People are not looking for polished statements. They’re looking for proof that leaders actually care. That the effort goes beyond lip service. That this isn’t about “adding diversity” like we add new features to a product.
And that changes everything.
When we work on any other type of deck—say a product pitch or a quarterly update—we’re focused on convincing stakeholders to adopt a new idea or direction. But when it comes to a diversity, equity & inclusion presentation, the ask is more profound: We’re asking people to believe that this time will be different.
That’s a tough sell. Because the audience has seen years of promises. They’ve heard the buzzwords. Some have lived through cycles of initiatives that started loud and ended in silence.
So, the baseline of skepticism is high. The moment you step into this narrative, you're already on the back foot.
Which is why the standard slide structure doesn’t work here.
You can’t rely on declarations. You have to build belief. And belief, as we’ve learned, is built through story, clarity, and proof.
How to craft a diversity, equity & inclusion presentation
1. Start with a real tension
DE&I decks that begin with values statements or mission slides rarely hit home.Why? Because they skip the tension.

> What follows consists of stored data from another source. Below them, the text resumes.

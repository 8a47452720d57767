// SPDX-License-Identifier: MIT OR Apache-2.0
//! Operations Console identity: OIDC JWT verification and claim projection.

use crate::rbac::{ALL_PERMISSIONS, OpsRole, Permission, has_permission};
use crate::TenancyError;
use jsonwebtoken::{Algorithm, DecodingKey, Validation};
use serde_json::Value;

/// Claim names the verifier reads, as configured per deployment.
#[derive(Debug, Clone)]
pub struct ClaimNames {
    /// Claim carrying the role (string or list of strings).
    pub role: String,
    /// Claim carrying the tenant id.
    pub tenant: String,
    /// Claim carrying the optional workspace scope.
    pub workspace: String,
    /// Claim listing tenants an admin may read across.
    pub allowed_tenants: String,
}

impl Default for ClaimNames {
    fn default() -> Self {
        Self {
            role: "roles".to_string(),
            tenant: "tenant_id".to_string(),
            workspace: "workspace_id".to_string(),
            allowed_tenants: "allowed_tenants".to_string(),
        }
    }
}

/// Projected identity of an ops-console caller.
#[derive(Debug, Clone, PartialEq)]
pub struct OpsIdentity {
    /// Subject claim (`sub`), used for audit attribution.
    pub subject: String,
    /// Home tenant of the caller.
    pub tenant_id: String,
    /// Optional workspace scope.
    pub workspace_id: Option<String>,
    /// Effective role; the highest-ranked role named in the role claim.
    pub role: OpsRole,
    /// Tenants an admin may read across. Empty for non-admins.
    pub allowed_tenants: Vec<String>,
}

impl OpsIdentity {
    /// Table lookup: may this caller exercise `permission`?
    #[must_use]
    pub fn can(&self, permission: Permission) -> bool {
        has_permission(self.role, permission)
    }

    /// All permissions this caller holds, for `/ops/api/me`.
    #[must_use]
    pub fn permissions(&self) -> Vec<Permission> {
        ALL_PERMISSIONS
            .iter()
            .copied()
            .filter(|p| self.can(*p))
            .collect()
    }

    /// Whether this caller may read `tenant`'s data.
    ///
    /// Same-tenant reads are always allowed; cross-tenant reads require the
    /// admin role **and** membership of the target in the allowed list.
    #[must_use]
    pub fn can_read_tenant(&self, tenant: &str) -> bool {
        if tenant == self.tenant_id {
            return true;
        }
        self.role == OpsRole::Admin && self.allowed_tenants.iter().any(|t| t == tenant)
    }
}

/// Verifies ops-console bearer tokens and projects their claims.
///
/// The decoding key is injected by the caller; HMAC for shared-secret
/// deployments, RSA/EC public key material fetched from the issuer's JWKS
/// endpoint otherwise. Key fetching itself is boundary plumbing and lives in
/// the daemon.
pub struct OpsVerifier {
    key: DecodingKey,
    validation: Validation,
    claims: ClaimNames,
}

impl std::fmt::Debug for OpsVerifier {
    fn fmt(&self, f: &mut std::fmt::Formatter<'_>) -> std::fmt::Result {
        f.debug_struct("OpsVerifier")
            .field("claims", &self.claims)
            .finish_non_exhaustive()
    }
}

impl OpsVerifier {
    /// Build a verifier over an HMAC shared secret.
    #[must_use]
    pub fn from_secret(secret: &[u8], issuer: Option<&str>, audience: Option<&str>, claims: ClaimNames) -> Self {
        let mut validation = Validation::new(Algorithm::HS256);
        Self::configure(&mut validation, issuer, audience);
        Self {
            key: DecodingKey::from_secret(secret),
            validation,
            claims,
        }
    }

    /// Build a verifier over an RSA public key (PEM), as distributed via the
    /// issuer's key set.
    ///
    /// # Errors
    ///
    /// Returns [`TenancyError::ConfigError`] when the PEM is malformed.
    pub fn from_rsa_pem(
        pem: &[u8],
        issuer: Option<&str>,
        audience: Option<&str>,
        claims: ClaimNames,
    ) -> Result<Self, TenancyError> {
        let key = DecodingKey::from_rsa_pem(pem)
            .map_err(|e| TenancyError::ConfigError(format!("bad RSA public key: {e}")))?;
        let mut validation = Validation::new(Algorithm::RS256);
        Self::configure(&mut validation, issuer, audience);
        Ok(Self {
            key,
            validation,
            claims,
        })
    }

    fn configure(validation: &mut Validation, issuer: Option<&str>, audience: Option<&str>) {
        validation.validate_exp = true;
        validation.required_spec_claims.clear();
        if let Some(iss) = issuer {
            validation.set_issuer(&[iss]);
        }
        if let Some(aud) = audience {
            validation.set_audience(&[aud]);
        } else {
            validation.validate_aud = false;
        }
    }

    /// Verify `token` and project its claims into an [`OpsIdentity`].
    ///
    /// # Errors
    ///
    /// [`TenancyError::InvalidToken`] on signature/expiry failure,
    /// [`TenancyError::MissingClaim`] when tenant or role claims are absent
    /// or name no recognized role.
    pub fn verify(&self, token: &str) -> Result<OpsIdentity, TenancyError> {
        let data = jsonwebtoken::decode::<Value>(token, &self.key, &self.validation)
            .map_err(|e| TenancyError::InvalidToken(format!("ops token rejected: {e}")))?;
        let claims = data.claims;

        let subject = claims
            .get("sub")
            .and_then(Value::as_str)
            .unwrap_or("unknown")
            .to_string();

        let tenant_id = claims
            .get(&self.claims.tenant)
            .and_then(Value::as_str)
            .map(str::to_string)
            .ok_or_else(|| TenancyError::MissingClaim(self.claims.tenant.clone()))?;

        let role = flatten_role(claims.get(&self.claims.role))
            .ok_or_else(|| TenancyError::MissingClaim(self.claims.role.clone()))?;

        let workspace_id = claims
            .get(&self.claims.workspace)
            .and_then(Value::as_str)
            .map(str::to_string);

        let allowed_tenants = claims
            .get(&self.claims.allowed_tenants)
            .and_then(Value::as_array)
            .map(|list| {
                list.iter()
                    .filter_map(Value::as_str)
                    .map(str::to_string)
                    .collect()
            })
            .unwrap_or_default();

        Ok(OpsIdentity {
            subject,
            tenant_id,
            workspace_id,
            role,
            allowed_tenants,
        })
    }
}

/// Flatten a role claim that may be a string or a list of strings into the
/// highest-ranked recognized role.
fn flatten_role(claim: Option<&Value>) -> Option<OpsRole> {
    match claim? {
        Value::String(s) => OpsRole::parse(s),
        Value::Array(list) => list
            .iter()
            .filter_map(Value::as_str)
            .filter_map(OpsRole::parse)
            .max_by_key(OpsRole::rank),
        _ => None,
    }
}

#[cfg(test)]
mod tests {
    use super::*;
    use chrono::Utc;
    use jsonwebtoken::{EncodingKey, Header};
    use serde_json::json;

    const SECRET: &[u8] = b"ops-test-secret";

    fn issue(claims: Value) -> String {
        jsonwebtoken::encode(
            &Header::new(Algorithm::HS256),
            &claims,
            &EncodingKey::from_secret(SECRET),
        )
        .unwrap()
    }

    fn verifier() -> OpsVerifier {
        OpsVerifier::from_secret(SECRET, None, None, ClaimNames::default())
    }

    fn base_claims() -> Value {
        json!({
            "sub": "alice",
            "tenant_id": "t1",
            "roles": "operator",
            "exp": Utc::now().timestamp() + 600,
        })
    }

    #[test]
    fn projects_basic_identity() {
        let id = verifier().verify(&issue(base_claims())).unwrap();
        assert_eq!(id.subject, "alice");
        assert_eq!(id.tenant_id, "t1");
        assert_eq!(id.role, OpsRole::Operator);
        assert!(id.workspace_id.is_none());
        assert!(id.allowed_tenants.is_empty());
    }

    #[test]
    fn role_list_flattens_to_highest_rank() {
        let mut claims = base_claims();
        claims["roles"] = json!(["viewer", "release_manager", "operator"]);
        let id = verifier().verify(&issue(claims)).unwrap();
        assert_eq!(id.role, OpsRole::ReleaseManager);
    }

    #[test]
    fn unrecognized_roles_are_skipped() {
        let mut claims = base_claims();
        claims["roles"] = json!(["superhero", "viewer"]);
        let id = verifier().verify(&issue(claims)).unwrap();
        assert_eq!(id.role, OpsRole::Viewer);
    }

    #[test]
    fn missing_tenant_claim_rejected() {
        let mut claims = base_claims();
        claims.as_object_mut().unwrap().remove("tenant_id");
        let err = verifier().verify(&issue(claims)).unwrap_err();
        assert_eq!(err.code(), "missing_claim");
    }

    #[test]
    fn missing_role_claim_rejected() {
        let mut claims = base_claims();
        claims.as_object_mut().unwrap().remove("roles");
        let err = verifier().verify(&issue(claims)).unwrap_err();
        assert_eq!(err.code(), "missing_claim");
    }

    #[test]
    fn cross_tenant_needs_admin_and_membership() {
        let mut claims = base_claims();
        claims["roles"] = json!("admin");
        claims["allowed_tenants"] = json!(["t2", "t3"]);
        let id = verifier().verify(&issue(claims)).unwrap();
        assert!(id.can_read_tenant("t1"));
        assert!(id.can_read_tenant("t2"));
        assert!(!id.can_read_tenant("t9"));

        let mut op_claims = base_claims();
        op_claims["allowed_tenants"] = json!(["t2"]);
        let op = verifier().verify(&issue(op_claims)).unwrap();
        assert!(op.can_read_tenant("t1"));
        assert!(!op.can_read_tenant("t2"), "non-admin may not cross tenants");
    }

    #[test]
    fn bad_signature_rejected() {
        let other = OpsVerifier::from_secret(b"different", None, None, ClaimNames::default());
        let err = other.verify(&issue(base_claims())).unwrap_err();
        assert_eq!(err.code(), "invalid_token");
    }

    #[test]
    fn issuer_mismatch_rejected() {
        let strict = OpsVerifier::from_secret(
            SECRET,
            Some("https://idp.example.com"),
            None,
            ClaimNames::default(),
        );
        let mut claims = base_claims();
        claims["iss"] = json!("https://evil.example.com");
        assert!(strict.verify(&issue(claims)).is_err());
    }

    #[test]
    fn permissions_projection_matches_table() {
        let id = verifier().verify(&issue(base_claims())).unwrap();
        let perms = id.permissions();
        assert!(perms.contains(&Permission::TraceLabel));
        assert!(!perms.contains(&Permission::OverrideUse));
    }
}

Tension is what creates emotional engagement. Without it, we’re just broadcasting. With it, we’re storytelling.
And the best tension is not always in the stats. It’s in the contrast between the ideal and the actual. Between what we say and what people experience.
In one enterprise deck we crafted, the second slide showed a full-screen quote from an anonymous internal survey: “I feel like I belong here—until the leadership meetings start.”
That single sentence said more than 15 charts ever could. It immediately framed the conversation around a lived truth.
We’ve used similar techniques in other DE&I presentations:
Overlaying data points with emotional triggers (“We increased representation, but belonging scores dropped”)
Highlighting mismatches between external brand messaging and internal perception
Sharing brief audio clips of real employee reflections—raw, not rehearsed
This is the moment the audience decides whether this presentation is a branding exercise or a brave one. And you only earn that trust by showing where the pain lives.
2. Redefine what DE&I means—for your company
It’s easy to Google a definition of diversity, equity and inclusion. That’s not the point. The point is to make it yours.
Most organizations present DE&I as a universally understood concept. But in reality, it means very different things depending on who’s in the room—and what power dynamics are at play.
In one client engagement—a global B2B tech brand—the leadership team initially described equity as “fairness in hiring.” When we interviewed employees, we heard something else entirely:“Equity means not getting passed over because I didn’t go to an Ivy League school.”
So we reframed the message:“Equity, to us, means looking beyond privilege when we measure talent.”
That redefinition gave the entire deck a new voice. Suddenly, every initiative had context. Every policy had purpose.
Another time, for a manufacturing company with 70% blue-collar workforce, we asked them to describe what inclusion looked like. The answer that stuck:“When my manager asks how I’m doing—and listens.”
Simple. Clear. Human. And completely tied to the day-to-day experience of the people the presentation was for.
This is where most DE&I decks fall short. They try to sound right instead of being real.
Redefining these terms doesn’t dilute them. It makes them land.
3. Show progress and friction
There’s a temptation to only showcase the good. New ERGs, diverse hiring stats, leadership pledges, mentorship programs. That’s all valid.
But when the story becomes too sanitized, it stops feeling true.
One of the best DE&I decks we ever helped build had an entire section titled: “Where we stumbled”
It was three slides long. Slide one: A hiring initiative that missed its targets by 40%. Slide two: A mentorship program that failed to attract mid-level employees. Slide three: A quote from a manager admitting, “We thought this would work. It didn’t.”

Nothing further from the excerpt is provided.